Psychotic-like experiences (PLEs) in the general population are common, particularly in childhood, and may constitute part of a spectrum of normative development. Nevertheless, these experiences confer increased risk for later psychotic disorder, and are associated with poorer health and quality of life.
Method
This study used factor analytic methods to determine the latent structure underlying PLEs, problem behaviours and personal competencies in the general child population, and used item response theory (IRT) to assess the psychometric properties of nine PLE items to determine which items best represented a latent psychotic-like construct (PSY). A total of 7966 children aged 9–11 years, constituting 95% of eligible children, completed self-report questionnaires.
Results
Almost two-thirds of the children endorsed at least one PLE item. Structural analyses identified a unidimensional construct representing psychotic-like severity in the population, the full range of which was well sampled by the nine items. This construct was discriminable from (though correlated with) latent dimensions representing internalizing and externalizing problems.
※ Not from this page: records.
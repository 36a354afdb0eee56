//! Error types module
//!
//! Every engine operation fails with a [`ProcessingError`]. Errors always name the
//! operation that rejected its input and, for region and dimension problems, carry
//! the dimensions involved so the host can report them without extra context.
//!
//! Operations are deterministic: the same inputs fail the same way, so no variant
//! is ever recoverable by retrying.

/// Log level for error reporting
#[derive(Debug, Clone, Copy, PartialEq, Eq)]
pub enum LogLevel {
    /// Debug level - for caller mistakes like invalid parameters
    Debug,
    /// Warning level - for requests the engine cannot represent
    Warn,
    /// Error level - for unexpected failures
    Error,
}

/// Metadata describing how an error should be reported by the host
pub trait ErrorMetadata {
    /// Machine-readable error code (e.g., "OUT_OF_BOUNDS")
    fn error_code(&self) -> &'static str;

    /// Whether retrying the same call could succeed
    fn is_recoverable(&self) -> bool;

    /// Suggested action for the caller
    fn suggested_action(&self) -> Option<&'static str>;

    /// Log level for this error
    fn log_level(&self) -> LogLevel;
}

#[derive(Debug, Clone, PartialEq, thiserror::Error)]
pub enum ProcessingError {
    #[error("{operation}: invalid argument: {message}")]
    InvalidArgument {
        operation: &'static str,
        message: String,
    },

    #[error(
        "{operation}: region {width}x{height} at ({x}, {y}) exceeds image bounds {image_width}x{image_height}"
    )]
    OutOfBounds {
        operation: &'static str,
        x: u32,
        y: u32,
        width: u32,
        height: u32,
        image_width: u32,
        image_height: u32,
    },

    #[error("{operation}: unsupported: {message}")]
    Unsupported {
        operation: &'static str,
        message: String,
    },
}

pub type ProcessingResult<T> = Result<T, ProcessingError>;

impl ProcessingError {
    pub fn invalid_argument(operation: &'static str, message: impl Into<String>) -> Self {
        ProcessingError::InvalidArgument {
            operation,
            message: message.into(),
        }
    }

    pub fn unsupported(operation: &'static str, message: impl Into<String>) -> Self {
        ProcessingError::Unsupported {
            operation,
            message: message.into(),
        }
    }

    /// Name of the operation that produced this error
    pub fn operation(&self) -> &'static str {
        match self {
            ProcessingError::InvalidArgument { operation, .. }
            | ProcessingError::OutOfBounds { operation, .. }
            | ProcessingError::Unsupported { operation, .. } => operation,
        }
    }

    /// Emit this error as a tracing event at its metadata log level
    pub fn log(&self) {
        let code = self.error_code();
        let operation = self.operation();
        match self.log_level() {
            LogLevel::Debug => tracing::debug!(code, operation, error = %self, "Operation rejected"),
            LogLevel::Warn => tracing::warn!(code, operation, error = %self, "Operation rejected"),
            LogLevel::Error => tracing::error!(code, operation, error = %self, "Operation failed"),
        }
    }
}

impl ErrorMetadata for ProcessingError {
    fn error_code(&self) -> &'static str {
        match self {
            ProcessingError::InvalidArgument { .. } => "INVALID_ARGUMENT",
            ProcessingError::OutOfBounds { .. } => "OUT_OF_BOUNDS",
            ProcessingError::Unsupported { .. } => "UNSUPPORTED",
        }
    }

    fn is_recoverable(&self) -> bool {
        false
    }

    fn suggested_action(&self) -> Option<&'static str> {
        match self {
            ProcessingError::InvalidArgument { .. } => Some("Check operation parameters and try again"),
            ProcessingError::OutOfBounds { .. } => Some("Keep the region inside the image dimensions"),
            ProcessingError::Unsupported { .. } => Some("Reduce the requested output size"),
        }
    }

    fn log_level(&self) -> LogLevel {
        match self {
            ProcessingError::InvalidArgument { .. } | ProcessingError::OutOfBounds { .. } => {
                LogLevel::Debug
            }
            ProcessingError::Unsupported { .. } => LogLevel::Warn,
        }
    }
}
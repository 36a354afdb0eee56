use crate::dispatch::map_pixels;
use image::{imageops, ImageBuffer, Pixel};
use pixmill_core::{Color, PixelBuffer, ProcessingError, ProcessingResult};

/// Surround an image with a border.
///
/// The output is `left + width + right` by `top + height + bottom`, filled with
/// `color` (zeroed when `None`), with the source copied at (`left`, `top`).
pub fn pad(
    source: &PixelBuffer,
    top: u32,
    right: u32,
    bottom: u32,
    left: u32,
    color: Option<Color>,
) -> ProcessingResult<PixelBuffer> {
    let (width, height) = source.dimensions();
    let new_width = width.checked_add(left).and_then(|w| w.checked_add(right));
    let new_height = height.checked_add(top).and_then(|h| h.checked_add(bottom));

    let (new_width, new_height) = match (new_width, new_height) {
        (Some(w), Some(h)) => (w, h),
        _ => {
            return Err(ProcessingError::unsupported(
                "pad",
                format!(
                    "padding {}x{} by ({}, {}, {}, {}) overflows the maximum dimension",
                    width, height, top, right, bottom, left
                ),
            ))
        }
    };
    PixelBuffer::check_allocation("pad", new_width, new_height, source.format())?;

    tracing::debug!(
        top,
        right,
        bottom,
        left,
        width = new_width,
        height = new_height,
        "Padding image"
    );

    let fill = color
        .map(|color| source.format().encode(color))
        .unwrap_or([0; 4]);
    let padded = map_pixels!(source, |image| {
        place_on_canvas(image, (new_width, new_height), (left, top), &fill)
    });
    PixelBuffer::from_data(padded)
}

fn place_on_canvas<P>(
    image: &ImageBuffer<P, Vec<u8>>,
    (width, height): (u32, u32),
    (left, top): (u32, u32),
    fill: &[u8; 4],
) -> ImageBuffer<P, Vec<u8>>
where
    P: Pixel<Subpixel = u8>,
{
    let background = *P::from_slice(&fill[..P::CHANNEL_COUNT as usize]);
    let mut canvas = ImageBuffer::from_pixel(width, height, background);
    imageops::replace(&mut canvas, image, left as i64, top as i64);
    canvas
}
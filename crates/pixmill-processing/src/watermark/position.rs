use serde::{Deserialize, Serialize};

/// Anchor of a watermark on the 3x3 placement grid
#[derive(Debug, Clone, Copy, PartialEq, Eq, Hash, Default, Serialize, Deserialize)]
#[serde(rename_all = "snake_case")]
pub enum WatermarkPosition {
    TopLeft,
    TopCenter,
    TopRight,
    MiddleLeft,
    Center,
    MiddleRight,
    BottomLeft,
    BottomCenter,
    #[default]
    BottomRight,
}

#[derive(Debug, Clone, Copy, PartialEq, Eq)]
enum Align {
    Start,
    Middle,
    End,
}

impl WatermarkPosition {
    pub const ALL: [WatermarkPosition; 9] = [
        WatermarkPosition::TopLeft,
        WatermarkPosition::TopCenter,
        WatermarkPosition::TopRight,
        WatermarkPosition::MiddleLeft,
        WatermarkPosition::Center,
        WatermarkPosition::MiddleRight,
        WatermarkPosition::BottomLeft,
        WatermarkPosition::BottomCenter,
        WatermarkPosition::BottomRight,
    ];

    fn alignment(self) -> (Align, Align) {
        use WatermarkPosition::*;
        match self {
            TopLeft => (Align::Start, Align::Start),
            TopCenter => (Align::Middle, Align::Start),
            TopRight => (Align::End, Align::Start),
            MiddleLeft => (Align::Start, Align::Middle),
            Center => (Align::Middle, Align::Middle),
            MiddleRight => (Align::End, Align::Middle),
            BottomLeft => (Align::Start, Align::End),
            BottomCenter => (Align::Middle, Align::End),
            BottomRight => (Align::End, Align::End),
        }
    }
}

/// Top-left corner for content of `content_width`x`content_height` anchored at
/// `position` inside an image.
///
/// `margin` pushes edge-aligned axes inward and is ignored on centered axes.
/// Content larger than the image yields negative coordinates; compositing clips.
pub fn calculate_position(
    image_width: u32,
    image_height: u32,
    content_width: u32,
    content_height: u32,
    position: WatermarkPosition,
    margin: u32,
) -> (i64, i64) {
    let place = |align: Align, image: u32, content: u32| -> i64 {
        let (image, content, margin) = (image as i64, content as i64, margin as i64);
        match align {
            Align::Start => margin,
            Align::Middle => (image - content) / 2,
            Align::End => image - content - margin,
        }
    };

    let (horizontal, vertical) = position.alignment();
    (
        place(horizontal, image_width, content_width),
        place(vertical, image_height, content_height),
    )
}
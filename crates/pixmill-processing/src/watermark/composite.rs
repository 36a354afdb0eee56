//! Source-over compositing onto a pixel buffer

use image::{Rgba, RgbaImage};
use pixmill_core::color::clamp_channel;
use pixmill_core::{luma_bt601, Color, PixelBuffer, PixelFormat};
use std::ops::Range;

/// Blend `overlay` onto `target` with its top-left corner at (`x`, `y`).
///
/// Each overlay pixel contributes with its alpha scaled by `opacity`. Parts of the
/// overlay outside the target are clipped. Gray targets are blended on luma.
pub fn composite_over(
    target: &mut PixelBuffer,
    overlay: &RgbaImage,
    x: i64,
    y: i64,
    opacity: f32,
) {
    if opacity <= 0.0 {
        return;
    }
    for (ox, oy, pixel) in overlay.enumerate_pixels() {
        let alpha = pixel[3] as f32 / 255.0 * opacity;
        blend_at(target, x + ox as i64, y + oy as i64, *pixel, alpha);
    }
}

/// Blend `color` over the rectangle at (`x`, `y`), clipped to the target
pub(crate) fn fill_rect(
    target: &mut PixelBuffer,
    (x, y): (i64, i64),
    (width, height): (u32, u32),
    color: Color,
    opacity: f32,
) {
    let alpha = color[3] as f32 / 255.0 * opacity;
    let (target_width, target_height) = target.dimensions();
    for ty in clip_span(y, height, target_height) {
        for tx in clip_span(x, width, target_width) {
            blend_at(target, tx, ty, color, alpha);
        }
    }
}

/// The part of `start..start + len` that falls inside `0..limit`
pub(crate) fn clip_span(start: i64, len: u32, limit: u32) -> Range<i64> {
    let end = start.saturating_add(len as i64).min(limit as i64);
    start.max(0)..end.max(0)
}

/// Blend `color` over a single pixel with coverage `alpha` in [0, 1].
/// Coordinates outside the target are ignored.
pub(crate) fn blend_at(target: &mut PixelBuffer, x: i64, y: i64, color: Color, alpha: f32) {
    let (width, height) = target.dimensions();
    if alpha <= 0.0 || x < 0 || y < 0 || x >= width as i64 || y >= height as i64 {
        return;
    }

    let format = target.format();
    let channels = format.channels();
    let offset = (y as usize * width as usize + x as usize) * channels;
    let pixel = &mut target.samples_mut()[offset..offset + channels];
    blend_pixel(pixel, format, color, alpha.min(1.0));
}

fn blend_pixel(pixel: &mut [u8], format: PixelFormat, color: Color, alpha: f32) {
    let Rgba([r, g, b, _]) = color;
    let source = if format.is_gray() {
        [luma_bt601(r, g, b), 0, 0]
    } else {
        [r, g, b]
    };
    let color_channels = if format.is_gray() { 1 } else { 3 };

    let dst_alpha = format
        .alpha_index()
        .map_or(1.0, |i| pixel[i] as f32 / 255.0);
    let out_alpha = alpha + dst_alpha * (1.0 - alpha);

    for c in 0..color_channels {
        let blended =
            source[c] as f32 * alpha + pixel[c] as f32 * dst_alpha * (1.0 - alpha);
        pixel[c] = clamp_channel(blended / out_alpha);
    }
    if let Some(i) = format.alpha_index() {
        pixel[i] = clamp_channel(out_alpha * 255.0);
    }
}
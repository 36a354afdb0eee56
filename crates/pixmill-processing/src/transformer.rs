//! Image transformer - applies an ordered list of operations to a buffer
//!
//! Operations are plain data (`serde`-tagged, so a chain can be described as
//! JSON) and are applied one after another, each step consuming the previous
//! step's buffer.

use crate::filters::{
    blur, brightness, brightness_offset, contrast, edge_detect, flip, flop, grayscale, invert,
    sepia, sharpen, vignette, DEFAULT_SEPIA_INTENSITY, DEFAULT_SHARPEN_STRENGTH,
};
use crate::geometry::{crop, pad, resize, resize_dimensions, rotate, rotated_bounds, ResizeMode};
use crate::watermark::Watermark;
use image::Rgba;
use pixmill_core::{EngineConfig, PixelBuffer, ProcessingError, ProcessingResult, ResizeQuality};
use serde::{Deserialize, Serialize};
use std::borrow::Cow;

fn default_sharpen_strength() -> f32 {
    DEFAULT_SHARPEN_STRENGTH
}

fn default_sepia_intensity() -> f32 {
    DEFAULT_SEPIA_INTENSITY
}

/// A single geometry or filter step
#[derive(Debug, Clone, PartialEq, Serialize, Deserialize)]
#[serde(tag = "op", rename_all = "snake_case")]
pub enum Operation {
    Resize {
        width: u32,
        height: u32,
        #[serde(default)]
        mode: ResizeMode,
        /// Falls back to the configured default quality
        #[serde(default)]
        quality: Option<ResizeQuality>,
    },
    Crop {
        x: u32,
        y: u32,
        width: u32,
        height: u32,
    },
    Rotate {
        degrees: f64,
        #[serde(default)]
        background: Option<[u8; 4]>,
    },
    Pad {
        #[serde(default)]
        top: u32,
        #[serde(default)]
        right: u32,
        #[serde(default)]
        bottom: u32,
        #[serde(default)]
        left: u32,
        #[serde(default)]
        color: Option<[u8; 4]>,
    },
    Blur {
        radius: f32,
    },
    Sharpen {
        #[serde(default = "default_sharpen_strength")]
        strength: f32,
    },
    Grayscale,
    Brightness {
        factor: f32,
    },
    BrightnessOffset {
        offset: f32,
    },
    Contrast {
        factor: f32,
    },
    Sepia {
        #[serde(default = "default_sepia_intensity")]
        intensity: f32,
    },
    EdgeDetect,
    Vignette {
        intensity: f32,
    },
    Invert,
    Flip,
    Flop,
}

impl Operation {
    pub fn name(&self) -> &'static str {
        match self {
            Operation::Resize { .. } => "resize",
            Operation::Crop { .. } => "crop",
            Operation::Rotate { .. } => "rotate",
            Operation::Pad { .. } => "pad",
            Operation::Blur { .. } => "blur",
            Operation::Sharpen { .. } => "sharpen",
            Operation::Grayscale => "grayscale",
            Operation::Brightness { .. } => "brightness",
            Operation::BrightnessOffset { .. } => "brightness_offset",
            Operation::Contrast { .. } => "contrast",
            Operation::Sepia { .. } => "sepia",
            Operation::EdgeDetect => "edge_detect",
            Operation::Vignette { .. } => "vignette",
            Operation::Invert => "invert",
            Operation::Flip => "flip",
            Operation::Flop => "flop",
        }
    }

    /// Dimensions this step produces from a `width`x`height` input.
    ///
    /// `None` when the parameters are invalid; the operation itself reports why.
    pub fn output_dimensions(&self, width: u32, height: u32) -> Option<(u32, u32)> {
        match *self {
            Operation::Resize {
                width: tw,
                height: th,
                mode,
                ..
            } => {
                if tw == 0 || th == 0 {
                    None
                } else if (tw, th) == (width, height) {
                    Some((width, height))
                } else {
                    Some(resize_dimensions(width, height, tw, th, mode))
                }
            }
            Operation::Crop {
                width: cw,
                height: ch,
                ..
            } => Some((cw, ch)),
            Operation::Rotate { degrees, .. } => {
                degrees.is_finite().then(|| rotated_bounds(width, height, degrees))
            }
            Operation::Pad {
                top,
                right,
                bottom,
                left,
                ..
            } => {
                let w = width.checked_add(left)?.checked_add(right)?;
                let h = height.checked_add(top)?.checked_add(bottom)?;
                Some((w, h))
            }
            _ => Some((width, height)),
        }
    }
}

/// Applies operation chains under an [`EngineConfig`]
#[derive(Debug, Clone, Default)]
pub struct Transformer {
    config: EngineConfig,
}

impl Transformer {
    pub fn new(config: EngineConfig) -> Self {
        Transformer { config }
    }

    pub fn config(&self) -> &EngineConfig {
        &self.config
    }

    /// Apply `operations` in order.
    ///
    /// Stops at the first failing step; the error names that step's operation.
    pub fn run(
        &self,
        buffer: PixelBuffer,
        operations: &[Operation],
    ) -> ProcessingResult<PixelBuffer> {
        let mut buffer = buffer;
        for (step, operation) in operations.iter().enumerate() {
            tracing::debug!(
                step,
                operation = operation.name(),
                width = buffer.width(),
                height = buffer.height(),
                "Applying transform step"
            );
            buffer = self.apply(buffer, operation).map_err(|err| {
                err.log();
                err
            })?;
        }
        Ok(buffer)
    }

    /// Apply a single operation, consuming the input buffer
    pub fn apply(
        &self,
        buffer: PixelBuffer,
        operation: &Operation,
    ) -> ProcessingResult<PixelBuffer> {
        self.check_output_size(&buffer, operation)?;

        match *operation {
            Operation::Resize {
                width,
                height,
                mode,
                quality,
            } => {
                let quality = quality.unwrap_or(self.config.default_quality);
                let resized = take_owned(resize(&buffer, width, height, mode, quality)?);
                Ok(resized.unwrap_or(buffer))
            }
            Operation::Crop {
                x,
                y,
                width,
                height,
            } => crop(&buffer, x, y, width, height),
            Operation::Rotate {
                degrees,
                background,
            } => rotate(&buffer, degrees, background.map(Rgba)),
            Operation::Pad {
                top,
                right,
                bottom,
                left,
                color,
            } => pad(&buffer, top, right, bottom, left, color.map(Rgba)),
            Operation::Blur { radius } => blur(&buffer, radius),
            Operation::Sharpen { strength } => sharpen(&buffer, strength),
            Operation::Grayscale => grayscale(&buffer),
            Operation::Brightness { factor } => brightness(&buffer, factor),
            Operation::BrightnessOffset { offset } => brightness_offset(&buffer, offset),
            Operation::Contrast { factor } => contrast(&buffer, factor),
            Operation::Sepia { intensity } => {
                let toned = take_owned(sepia(&buffer, intensity)?);
                Ok(toned.unwrap_or(buffer))
            }
            Operation::EdgeDetect => edge_detect(&buffer),
            Operation::Vignette { intensity } => vignette(&buffer, intensity),
            Operation::Invert => invert(&buffer),
            Operation::Flip => flip(&buffer),
            Operation::Flop => flop(&buffer),
        }
    }

    /// Composite `watermark` onto `buffer` and hand the buffer back
    pub fn watermark(
        &self,
        mut buffer: PixelBuffer,
        watermark: &Watermark,
    ) -> ProcessingResult<PixelBuffer> {
        tracing::debug!(position = ?watermark.position(), "Applying watermark step");
        watermark.apply(&mut buffer)?;
        Ok(buffer)
    }

    fn check_output_size(
        &self,
        buffer: &PixelBuffer,
        operation: &Operation,
    ) -> ProcessingResult<()> {
        let (width, height) = match operation.output_dimensions(buffer.width(), buffer.height()) {
            Some(dimensions) => dimensions,
            None => return Ok(()),
        };

        let pixels = width as u64 * height as u64;
        if pixels > self.config.max_output_pixels {
            return Err(ProcessingError::unsupported(
                operation.name(),
                format!(
                    "output {}x{} ({} pixels) exceeds the limit of {} pixels",
                    width, height, pixels, self.config.max_output_pixels
                ),
            ));
        }
        Ok(())
    }
}

/// The owned result of an operation that may return its input unchanged
fn take_owned(result: Cow<'_, PixelBuffer>) -> Option<PixelBuffer> {
    match result {
        Cow::Owned(buffer) => Some(buffer),
        Cow::Borrowed(_) => None,
    }
}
Items assessing visual and auditory hallucination-like experiences provided the most information about PSY; delusion-like experiences identified children at more severe levels of the construct.
Conclusions
Assessing PLEs during middle childhood is feasible and supplements information concerning internalizing and externalizing problems presented by children. The hallucination-like experiences constitute appropriate items to screen the population to identify children who may require further clinical assessment or monitoring. Longitudinal follow-up of the children is required to determine sensitivity and specificity of the PLE items for later psychotic illness.